• [Stored items]
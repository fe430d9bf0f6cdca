// Dioxus `rsx!` macro expands to unwraps internally; allow to avoid false positives.
#![allow(clippy::disallowed_methods)]

use dioxus::prelude::*;

mod board;

#[cfg(feature = "server")]
mod server;

use board::TokenBoard;

fn main() {
    #[cfg(feature = "server")]
    {
        server::init_tracing();
        dioxus::serve(|| async move { Ok(server::router().await?) });
    }

    #[cfg(not(feature = "server"))]
    dioxus::launch(App);
}

#[component]
fn App() -> Element {
    rsx! {
        document::Title { "Walk-in Queue" }
        TokenBoard {}
    }
}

• [ACTIVITY]
Down to the last line, copy the entries above exactly.

• [ANSWER BOX]
repository fe430d9bf0f6cdca
// Dioxus `rsx!` macro expands to unwraps internally; allow to avoid false positives.
#![allow(clippy::disallowed_methods)]

use dioxus::prelude::*;

mod board;

#[cfg(feature = "server")]
mod server;

use board::TokenBoard;

fn main() {
    #[cfg(feature = "server")]
    {
        server::init_tracing();
        dioxus::serve(|| async move { Ok(server::router().await?) });
    }

    #[cfg(not(feature = "server"))]
    dioxus::launch(App);
}

#[component]
fn App() -> Element {
    rsx! {
        document::Title { "Walk-in Queue" }
        TokenBoard {}
    }
}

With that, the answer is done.